About this exercise: Take the listing below and print exactly the lines starting at the line containing "let closed = session.close().await;" and ending at the line containing "std::panic::resume_unwind(panic)", both ends included, and no others.

Exercise data:

#####

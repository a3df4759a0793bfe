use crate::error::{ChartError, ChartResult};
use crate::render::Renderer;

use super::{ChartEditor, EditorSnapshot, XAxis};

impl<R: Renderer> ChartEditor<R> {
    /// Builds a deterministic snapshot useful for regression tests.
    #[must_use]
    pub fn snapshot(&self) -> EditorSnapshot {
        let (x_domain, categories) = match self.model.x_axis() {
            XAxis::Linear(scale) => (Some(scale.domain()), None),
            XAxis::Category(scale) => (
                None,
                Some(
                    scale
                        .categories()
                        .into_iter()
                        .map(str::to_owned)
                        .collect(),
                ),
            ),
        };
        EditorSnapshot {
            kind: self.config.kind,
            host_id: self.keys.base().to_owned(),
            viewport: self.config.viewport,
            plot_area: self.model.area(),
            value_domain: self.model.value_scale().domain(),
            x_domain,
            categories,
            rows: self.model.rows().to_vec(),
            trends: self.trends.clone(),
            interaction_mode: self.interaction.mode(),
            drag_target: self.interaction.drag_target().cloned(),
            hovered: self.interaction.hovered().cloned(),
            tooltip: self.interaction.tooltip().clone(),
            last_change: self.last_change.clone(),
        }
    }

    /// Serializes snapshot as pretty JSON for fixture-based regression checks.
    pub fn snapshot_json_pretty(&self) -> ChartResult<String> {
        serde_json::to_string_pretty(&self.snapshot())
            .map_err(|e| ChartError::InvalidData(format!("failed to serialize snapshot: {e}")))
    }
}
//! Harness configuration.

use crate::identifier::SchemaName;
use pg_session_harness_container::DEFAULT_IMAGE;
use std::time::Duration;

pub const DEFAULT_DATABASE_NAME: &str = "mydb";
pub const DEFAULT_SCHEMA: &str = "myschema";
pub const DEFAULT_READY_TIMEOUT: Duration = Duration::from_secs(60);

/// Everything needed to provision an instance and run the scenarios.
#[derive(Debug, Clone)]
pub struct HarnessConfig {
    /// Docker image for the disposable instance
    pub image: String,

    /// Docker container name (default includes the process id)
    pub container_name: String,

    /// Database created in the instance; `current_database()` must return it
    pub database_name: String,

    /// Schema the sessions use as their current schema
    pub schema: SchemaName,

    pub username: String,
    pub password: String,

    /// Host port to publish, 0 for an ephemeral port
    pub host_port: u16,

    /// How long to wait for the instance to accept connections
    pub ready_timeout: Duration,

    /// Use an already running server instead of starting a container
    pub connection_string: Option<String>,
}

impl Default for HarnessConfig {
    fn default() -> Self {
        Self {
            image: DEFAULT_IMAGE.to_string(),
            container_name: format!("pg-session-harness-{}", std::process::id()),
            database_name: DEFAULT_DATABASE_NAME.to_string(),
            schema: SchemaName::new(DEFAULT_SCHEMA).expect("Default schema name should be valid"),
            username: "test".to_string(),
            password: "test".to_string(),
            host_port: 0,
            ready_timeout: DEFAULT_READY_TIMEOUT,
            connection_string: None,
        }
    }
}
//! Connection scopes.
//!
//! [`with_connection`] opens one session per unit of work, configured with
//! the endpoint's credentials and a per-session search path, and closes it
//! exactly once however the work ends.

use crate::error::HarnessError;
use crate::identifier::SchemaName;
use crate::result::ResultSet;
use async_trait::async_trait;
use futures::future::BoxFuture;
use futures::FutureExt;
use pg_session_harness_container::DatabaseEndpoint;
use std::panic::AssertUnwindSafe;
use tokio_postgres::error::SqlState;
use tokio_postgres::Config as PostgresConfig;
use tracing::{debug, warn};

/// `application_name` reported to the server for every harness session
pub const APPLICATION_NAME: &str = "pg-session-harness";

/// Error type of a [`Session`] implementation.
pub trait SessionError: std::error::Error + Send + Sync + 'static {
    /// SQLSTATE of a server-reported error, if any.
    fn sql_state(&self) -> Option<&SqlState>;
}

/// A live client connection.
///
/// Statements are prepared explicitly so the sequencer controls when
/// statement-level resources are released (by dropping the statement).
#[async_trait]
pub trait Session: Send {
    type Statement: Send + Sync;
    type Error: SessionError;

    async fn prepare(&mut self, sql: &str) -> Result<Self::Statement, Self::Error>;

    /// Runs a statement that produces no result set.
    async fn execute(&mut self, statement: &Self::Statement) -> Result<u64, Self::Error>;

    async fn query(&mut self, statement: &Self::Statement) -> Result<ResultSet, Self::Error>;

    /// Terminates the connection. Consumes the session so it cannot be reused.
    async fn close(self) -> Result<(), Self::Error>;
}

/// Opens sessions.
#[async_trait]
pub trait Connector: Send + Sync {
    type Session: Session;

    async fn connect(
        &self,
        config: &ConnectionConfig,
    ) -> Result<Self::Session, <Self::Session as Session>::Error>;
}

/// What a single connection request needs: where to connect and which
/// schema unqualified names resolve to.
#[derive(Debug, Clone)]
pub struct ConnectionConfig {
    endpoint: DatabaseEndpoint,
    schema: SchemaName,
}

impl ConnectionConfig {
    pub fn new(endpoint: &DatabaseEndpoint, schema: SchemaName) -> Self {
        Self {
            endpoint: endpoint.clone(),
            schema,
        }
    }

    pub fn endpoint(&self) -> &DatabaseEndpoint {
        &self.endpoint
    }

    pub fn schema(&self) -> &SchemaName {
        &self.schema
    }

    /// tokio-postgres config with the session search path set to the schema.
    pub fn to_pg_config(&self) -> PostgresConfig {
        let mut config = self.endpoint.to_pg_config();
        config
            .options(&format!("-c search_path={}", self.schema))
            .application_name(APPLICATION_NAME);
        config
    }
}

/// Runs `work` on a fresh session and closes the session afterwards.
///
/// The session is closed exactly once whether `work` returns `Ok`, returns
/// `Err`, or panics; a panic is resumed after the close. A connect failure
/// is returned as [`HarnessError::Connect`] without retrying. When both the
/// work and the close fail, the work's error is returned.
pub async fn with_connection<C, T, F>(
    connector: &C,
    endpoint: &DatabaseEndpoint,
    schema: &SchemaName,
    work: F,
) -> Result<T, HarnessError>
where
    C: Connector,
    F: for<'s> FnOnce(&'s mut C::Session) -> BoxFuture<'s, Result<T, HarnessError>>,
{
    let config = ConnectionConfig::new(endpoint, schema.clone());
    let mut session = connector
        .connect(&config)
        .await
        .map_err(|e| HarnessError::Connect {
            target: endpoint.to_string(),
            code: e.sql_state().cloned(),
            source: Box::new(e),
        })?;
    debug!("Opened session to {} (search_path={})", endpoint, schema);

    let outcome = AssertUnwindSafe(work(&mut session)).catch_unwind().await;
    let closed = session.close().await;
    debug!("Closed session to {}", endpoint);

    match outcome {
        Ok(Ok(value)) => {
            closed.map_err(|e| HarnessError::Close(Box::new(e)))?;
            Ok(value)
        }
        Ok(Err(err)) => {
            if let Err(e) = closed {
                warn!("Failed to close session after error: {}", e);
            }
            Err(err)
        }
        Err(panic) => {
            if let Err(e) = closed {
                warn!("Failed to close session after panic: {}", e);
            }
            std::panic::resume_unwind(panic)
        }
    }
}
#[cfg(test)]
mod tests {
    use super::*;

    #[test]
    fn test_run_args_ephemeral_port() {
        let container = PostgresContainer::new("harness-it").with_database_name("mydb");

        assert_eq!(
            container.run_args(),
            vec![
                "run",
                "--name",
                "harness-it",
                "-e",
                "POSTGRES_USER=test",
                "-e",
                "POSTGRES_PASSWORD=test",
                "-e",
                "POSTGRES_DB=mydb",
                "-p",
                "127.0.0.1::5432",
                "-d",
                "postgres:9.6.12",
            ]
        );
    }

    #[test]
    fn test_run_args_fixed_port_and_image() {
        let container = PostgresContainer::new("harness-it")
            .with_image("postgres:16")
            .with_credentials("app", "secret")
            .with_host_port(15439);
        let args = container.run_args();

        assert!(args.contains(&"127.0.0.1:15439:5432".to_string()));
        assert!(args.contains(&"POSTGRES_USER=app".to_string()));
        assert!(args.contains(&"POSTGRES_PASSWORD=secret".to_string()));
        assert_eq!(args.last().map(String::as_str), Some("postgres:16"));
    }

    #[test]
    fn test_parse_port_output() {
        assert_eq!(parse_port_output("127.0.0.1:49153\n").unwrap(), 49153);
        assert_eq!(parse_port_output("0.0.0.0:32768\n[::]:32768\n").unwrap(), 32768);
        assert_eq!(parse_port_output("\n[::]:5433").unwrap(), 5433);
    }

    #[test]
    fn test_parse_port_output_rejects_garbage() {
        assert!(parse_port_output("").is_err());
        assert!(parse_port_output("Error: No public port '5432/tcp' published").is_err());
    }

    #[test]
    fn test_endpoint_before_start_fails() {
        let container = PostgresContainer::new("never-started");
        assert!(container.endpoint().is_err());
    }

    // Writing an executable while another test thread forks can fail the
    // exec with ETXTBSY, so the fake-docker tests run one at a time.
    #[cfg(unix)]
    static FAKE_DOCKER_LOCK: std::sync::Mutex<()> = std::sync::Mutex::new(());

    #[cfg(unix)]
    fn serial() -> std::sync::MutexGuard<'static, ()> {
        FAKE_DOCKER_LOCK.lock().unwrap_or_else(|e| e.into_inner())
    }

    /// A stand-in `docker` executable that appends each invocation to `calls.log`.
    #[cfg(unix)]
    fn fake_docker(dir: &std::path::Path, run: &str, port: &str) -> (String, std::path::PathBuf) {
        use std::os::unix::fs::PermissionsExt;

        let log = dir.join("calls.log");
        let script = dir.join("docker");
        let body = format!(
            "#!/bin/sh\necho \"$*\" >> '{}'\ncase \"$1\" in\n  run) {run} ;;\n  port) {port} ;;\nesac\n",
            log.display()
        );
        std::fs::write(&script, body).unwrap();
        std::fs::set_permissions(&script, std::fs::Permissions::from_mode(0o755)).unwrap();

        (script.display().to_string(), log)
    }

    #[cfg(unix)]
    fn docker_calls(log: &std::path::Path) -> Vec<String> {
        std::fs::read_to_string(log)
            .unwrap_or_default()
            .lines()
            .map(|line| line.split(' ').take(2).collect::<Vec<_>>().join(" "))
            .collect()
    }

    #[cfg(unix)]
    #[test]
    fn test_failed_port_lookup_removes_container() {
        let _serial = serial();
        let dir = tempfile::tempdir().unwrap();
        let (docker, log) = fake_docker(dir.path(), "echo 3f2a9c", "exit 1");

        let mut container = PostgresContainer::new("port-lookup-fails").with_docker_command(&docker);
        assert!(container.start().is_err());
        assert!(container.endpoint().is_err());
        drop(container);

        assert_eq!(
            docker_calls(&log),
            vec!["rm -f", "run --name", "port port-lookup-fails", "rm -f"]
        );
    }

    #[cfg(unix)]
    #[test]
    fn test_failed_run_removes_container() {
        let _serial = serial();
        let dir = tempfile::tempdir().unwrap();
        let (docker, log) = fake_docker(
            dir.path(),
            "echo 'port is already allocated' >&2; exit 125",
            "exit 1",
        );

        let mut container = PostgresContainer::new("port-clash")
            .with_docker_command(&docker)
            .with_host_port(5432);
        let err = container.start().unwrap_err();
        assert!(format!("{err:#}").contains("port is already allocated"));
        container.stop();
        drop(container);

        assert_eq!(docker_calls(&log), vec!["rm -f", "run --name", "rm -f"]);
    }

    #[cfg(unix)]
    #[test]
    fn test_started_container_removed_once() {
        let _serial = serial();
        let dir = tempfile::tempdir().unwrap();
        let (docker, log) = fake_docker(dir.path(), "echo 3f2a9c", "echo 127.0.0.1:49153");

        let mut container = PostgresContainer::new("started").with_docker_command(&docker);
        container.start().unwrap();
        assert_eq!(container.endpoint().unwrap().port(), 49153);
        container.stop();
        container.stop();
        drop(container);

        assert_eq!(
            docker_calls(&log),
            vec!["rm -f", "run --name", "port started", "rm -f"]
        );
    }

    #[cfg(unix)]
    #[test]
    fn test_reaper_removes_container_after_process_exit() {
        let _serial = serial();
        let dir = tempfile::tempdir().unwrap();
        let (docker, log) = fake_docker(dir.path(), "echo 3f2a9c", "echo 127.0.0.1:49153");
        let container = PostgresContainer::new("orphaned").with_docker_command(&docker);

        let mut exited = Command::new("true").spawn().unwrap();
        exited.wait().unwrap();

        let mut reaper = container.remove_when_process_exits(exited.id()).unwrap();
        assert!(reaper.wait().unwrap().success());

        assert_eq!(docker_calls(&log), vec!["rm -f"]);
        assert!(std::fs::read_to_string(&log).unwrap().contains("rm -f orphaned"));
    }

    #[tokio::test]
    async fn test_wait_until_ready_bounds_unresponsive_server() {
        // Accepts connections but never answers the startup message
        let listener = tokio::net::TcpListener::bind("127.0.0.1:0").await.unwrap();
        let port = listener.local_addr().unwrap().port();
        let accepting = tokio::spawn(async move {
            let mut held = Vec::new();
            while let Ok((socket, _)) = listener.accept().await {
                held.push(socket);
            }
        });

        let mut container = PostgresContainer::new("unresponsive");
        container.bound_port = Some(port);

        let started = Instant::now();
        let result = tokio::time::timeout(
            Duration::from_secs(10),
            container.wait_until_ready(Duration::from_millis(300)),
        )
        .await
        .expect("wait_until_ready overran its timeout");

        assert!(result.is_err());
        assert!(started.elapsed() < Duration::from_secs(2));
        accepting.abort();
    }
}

#####

Output of the task:
    let closed = session.close().await;
    debug!("Closed session to {}", endpoint);

    match outcome {
        Ok(Ok(value)) => {
            closed.map_err(|e| HarnessError::Close(Box::new(e)))?;
            Ok(value)
        }
        Ok(Err(err)) => {
            if let Err(e) = closed {
                warn!("Failed to close session after error: {}", e);
            }
            Err(err)
        }
        Err(panic) => {
            if let Err(e) = closed {
                warn!("Failed to close session after panic: {}", e);
            }
            std::panic::resume_unwind(panic)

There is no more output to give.